▸ Items from a dataset
*-*-*
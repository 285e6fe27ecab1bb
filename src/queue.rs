use std::io;
use std::sync::atomic::{AtomicUsize, Ordering};
use std::sync::Arc;

use concurrent_queue::ConcurrentQueue;

use crate::waker::Waker;

/// A multi-producer task queue fused with a [`Waker`]: pushing a task arms
/// the wakeup fd exactly on the 0 -> 1 transition of the pending count, so
/// `EventLoop` only pays for one `eventfd` write per otherwise-idle wakeup
/// no matter how many functors arrive before the loop notices.
#[derive(Clone)]
pub struct Queue<T> {
    inner: Arc<Inner<T>>,
}

struct Inner<T> {
    queue: ConcurrentQueue<T>,
    pending: AtomicUsize,
    waker: Waker,
}

impl<T> Queue<T> {
    pub fn new(waker: Waker) -> Queue<T> {
        Queue {
            inner: Arc::new(Inner {
                queue: ConcurrentQueue::unbounded(),
                pending: AtomicUsize::new(0),
                waker,
            }),
        }
    }

    /// Enqueues `value` and wakes the owning loop if it was idle.
    pub fn push(&self, value: T) -> io::Result<()> {
        self.inner
            .queue
            .push(value)
            .map_err(|_| io::Error::new(io::ErrorKind::Other, "queue closed"))?;
        self.inc()?;
        Ok(())
    }

    /// Pops one pending item, if any.
    pub fn pop(&self) -> Option<T> {
        match self.inner.queue.pop() {
            Ok(value) => {
                self.dec();
                Some(value)
            }
            Err(_) => None,
        }
    }

    pub fn len(&self) -> usize {
        self.inner.queue.len()
    }

    pub fn is_empty(&self) -> bool {
        self.inner.queue.is_empty()
    }

    fn inc(&self) -> io::Result<()> {
        if self.inner.pending.fetch_add(1, Ordering::AcqRel) == 0 {
            self.inner.waker.wakeup()?;
        }
        Ok(())
    }

    fn dec(&self) {
        self.inner.pending.fetch_sub(1, Ordering::AcqRel);
    }
}

#[cfg(test)]
mod test {
    use super::Queue;
    use crate::waker::Waker;

    #[test]
    fn push_then_pop_preserves_order() {
        let waker = Waker::new().unwrap();
        let queue: Queue<i32> = Queue::new(waker);
        queue.push(1).unwrap();
        queue.push(2).unwrap();
        queue.push(3).unwrap();
        assert_eq!(queue.pop(), Some(1));
        assert_eq!(queue.pop(), Some(2));
        assert_eq!(queue.pop(), Some(3));
        assert_eq!(queue.pop(), None);
    }

    #[test]
    fn pop_on_empty_returns_none() {
        let waker = Waker::new().unwrap();
        let queue: Queue<i32> = Queue::new(waker);
        assert_eq!(queue.pop(), None);
    }
}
*-*-*
▸ Task details
Find every line of the data that includes the string "crate". Copy each of those lines.

▸ Output for this task
use crate::waker::Waker;
    use crate::waker::Waker;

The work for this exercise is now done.